A existência de que estamos mais certos e que melhor conhecemos é incontestavelmente a nossa, pois de todos os outros objetos temos noções que podem ser julgadas exteriores e superficiais, ao passo que percebemos a nós mesmos interiormente, profundamente. Que constatamos então? Qual é, nesse caso privilegiado, o sentido preciso da palavraexistir”?…

Constato em primeiro lugar que passo, de um estado para outro. Tenho calor ou tenho frio, estou alegre ou estou triste, trabalho ou não faço nada, olho o que está à minha volta ou penso em outra coisa. Sensações, sentimentos, volições, representações, são essas as modificações entre as quais minha existência se divide e que a colorem alternadamente. Portanto, mudo sem cessar. Mas isso não é tudo. A mudança é bem mais radical do que se poderia pensar num primeiro momento.

Com efeito, falo de cada um de meus estados como se formasse um bloco. Embora diga que mudo, parece-me que a mudança reside na passagem de um estado ao estado seguinte: no que se refere a cada estado, tomado em separado, quero crer que continua o mesmo durante todo o tempo em que se produz. Contudo, um leve esforço de atenção revelar-me-ia que não há afeto, não há representação ou volição que não se modifique a todo instante; se um estado de alma cessasse de variar, sua duração deixaria de fluir. Tomemos o mais estável dos estados internos, a percepção visual de um objeto exterior imóvel. Por mais que o objeto permaneça o mesmo, por mais que eu olhe para ele do mesmo lado, pelo mesmo ângulo, sob a mesma luz, a visão que tenho dele não difere menos daquela que acabo de ter, quando mais não seja porque ela está um instante mais velha. Minha memória está aí, empurrando algo desse passado para dentro desse presente. Meu estado de alma, ao avançar pela estrada do tempo, infla-se continuamente com a duração que vai reunindo; por assim dizer, faz bola de neve consigo mesmo. Com mais forte razão isso ocorre com os estados mais profundamente interiores, sensações, afetos, desejos etc., que não correspondem, como uma simples percepção visual, a um objeto exterior invariável. Mas é cômodo não prestar atenção a essa mudança ininterrupta e só notá-la quando se torna grande o suficiente para imprimir uma nova atitude ao corpo, uma nova direção à atenção. Nesse momento preciso, descobrimos que mudamos de estado. A verdade é que mudamos sem cessar e que o próprio estado já é mudança.

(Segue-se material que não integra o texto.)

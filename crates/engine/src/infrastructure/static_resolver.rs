//! In-memory asset resolution

use std::collections::HashMap;

use questsmith_domain::{DomainError, FormId, RecordKind};

use crate::ports::AssetResolver;

/// Resolves symbolic names against a pre-registered table.
///
/// Stands in for a load-order lookup; the table is typically filled from a
/// scan of the base content.
#[derive(Debug, Clone, Default)]
pub struct StaticResolver {
    records: HashMap<(RecordKind, String), FormId>,
}

impl StaticResolver {
    pub fn new() -> Self {
        Self::default()
    }

    pub fn register(mut self, kind: RecordKind, editor_id: &str, id: FormId) -> Self {
        self.records.insert((kind, editor_id.to_string()), id);
        self
    }
}

impl AssetResolver for StaticResolver {
    fn resolve(&self, editor_id: &str, kind: RecordKind) -> Result<FormId, DomainError> {
        self.records
            .get(&(kind, editor_id.to_string()))
            .copied()
            .ok_or_else(|| DomainError::missing_entity(kind, editor_id))
    }
}

#[cfg(test)]
mod tests {
    use super::*;

    #[test]
    fn test_registered_record_resolves() {
        let resolver = StaticResolver::new().register(
            RecordKind::Faction,
            "CurrentCompanionFaction",
            FormId::new(0x0F),
        );
        let id = resolver
            .resolve("CurrentCompanionFaction", RecordKind::Faction)
            .expect("resolves");
        assert_eq!(id, FormId::new(0x0F));
    }

    #[test]
    fn test_missing_record_is_fatal() {
        let resolver = StaticResolver::new();
        let err = resolver
            .resolve("HumanRace", RecordKind::Race)
            .expect_err("not registered");
        assert_eq!(
            err,
            DomainError::MissingRequiredEntity {
                kind: RecordKind::Race,
                name: "HumanRace".into()
            }
        );
    }

    #[test]
    fn test_kinds_do_not_collide() {
        let resolver =
            StaticResolver::new().register(RecordKind::Global, "Followers", FormId::new(1));
        assert!(resolver.resolve("Followers", RecordKind::Quest).is_err());
    }
}
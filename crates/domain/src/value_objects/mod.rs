//! Value objects - Immutable objects defined by their attributes

mod condition;
mod stage_effect;

pub use condition::{CompareOp, Condition, EvaluationContext};
pub use stage_effect::{StageEffect, NO_STAGE};
//! Infrastructure - Reference implementations of the collaborator ports

mod fs_voice_copier;
mod json_emitter;
mod sequential_allocator;
mod static_resolver;

pub use fs_voice_copier::FsVoiceCopier;
pub use json_emitter::JsonQuestEmitter;
pub use sequential_allocator::SequentialAllocator;
pub use static_resolver::StaticResolver;
//! One-shot stage transitions attached to scene phases and responses

use serde::{Deserialize, Serialize};

/// Sentinel meaning "do not change the stage"
pub const NO_STAGE: i32 = -1;

/// A one-shot transition of the relationship state machine.
///
/// Fires when the owning phase or response begins (`on_begin`) or ends
/// (`on_end`). `-1` means no transition on that edge.
///
/// `on_begin == 0` is invalid: 0 does not name a real stage, and the target
/// editor rejects "set stage 0 on phase begin" outright. Authors who mean
/// "no transition" must use `-1`; the guardrail enforces this.
#[derive(Debug, Clone, Copy, PartialEq, Eq, Serialize, Deserialize)]
#[serde(rename_all = "camelCase")]
pub struct StageEffect {
    pub on_begin: i32,
    pub on_end: i32,
}

impl StageEffect {
    pub fn new(on_begin: i32, on_end: i32) -> Self {
        Self { on_begin, on_end }
    }

    /// Advance to `stage` when the owning phase or response ends
    pub fn on_end(stage: u16) -> Self {
        Self {
            on_begin: NO_STAGE,
            on_end: i32::from(stage),
        }
    }

    /// Advance to `stage` when the owning phase or response begins
    pub fn on_begin(stage: u16) -> Self {
        Self {
            on_begin: i32::from(stage),
            on_end: NO_STAGE,
        }
    }
}
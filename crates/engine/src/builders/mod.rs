//! Builders - Single-pass, single-threaded graph assembly
//!
//! Each builder owns its own ordering state (next phase index, topic
//! insertion order) and returns immutable snapshots. Nothing here is safe
//! for concurrent use; the pipeline runs in one pass on one thread.

mod greeting;
mod quest;
mod scene;
mod topic_registry;

pub use greeting::GreetingBuilder;
pub use quest::QuestBuilder;
pub use scene::SceneBuilder;
pub use topic_registry::TopicRegistry;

Quer dizer que não há diferença essencial entre passar de um estado a outro e persistir no mesmo estado. Se, por um lado, o estado que “continua o mesmo” é mais variado do que achamos que seja, a passagem de um estado a outro, pelo contrário, parece-se mais do que imaginamos com um mesmo estado que se prolonga; a transição é contínua. Mas, precisamente por fecharmos os olhos à incessante variação de cada estado psicológico, somos obrigados, quando a variação se tomou tão considerável que se impõe à nossa atenção, a falar como se um novo estado tivesse se justaposto ao precedente. Supomos que este, por sua vez, permanece invariável, e assim por diante, indefinidamente. A aparente descontinuidade da vida psicológica decorre, pois, do fato de que nossa atenção se fixa nela por uma série de atos descontínuos: ali onde há apenas uma suave ladeira, cremos perceber, ao seguirmos a linha quebrada de nossos atos de atenção, os degraus de uma escada. É verdade que nossa vida psicológica é cheia de imprevistos. Surgem mil e um incidentes que parecem contrastar com o que os precede e não se vincular àquilo que os segue. Mas a descontinuidade com que aparecem destaca-se sobre a continuidade de um fundo onde eles se desenham e ao qual devem os próprios intervalos que os separam: são os toques de timbale ressoando de quando em quando na sinfonia. Nossa atenção se fixa neles porque a interessam mais, mas cada um deles vem inserido na massa fluida de nossa existência psicológica inteira. Cada um deles não é senão o ponto mais bem iluminado de uma zona movente que compreende tudo o que sentimos, pensamos, queremos, tudo o que somos, enfim, num determinado momento. É essa zona inteira que, na verdade, constitui nosso estado. Mas, de estados assim definidos, pode-se dizer que não são elementos distintos. Continuam-se uns aos outros num escoamento sem fim.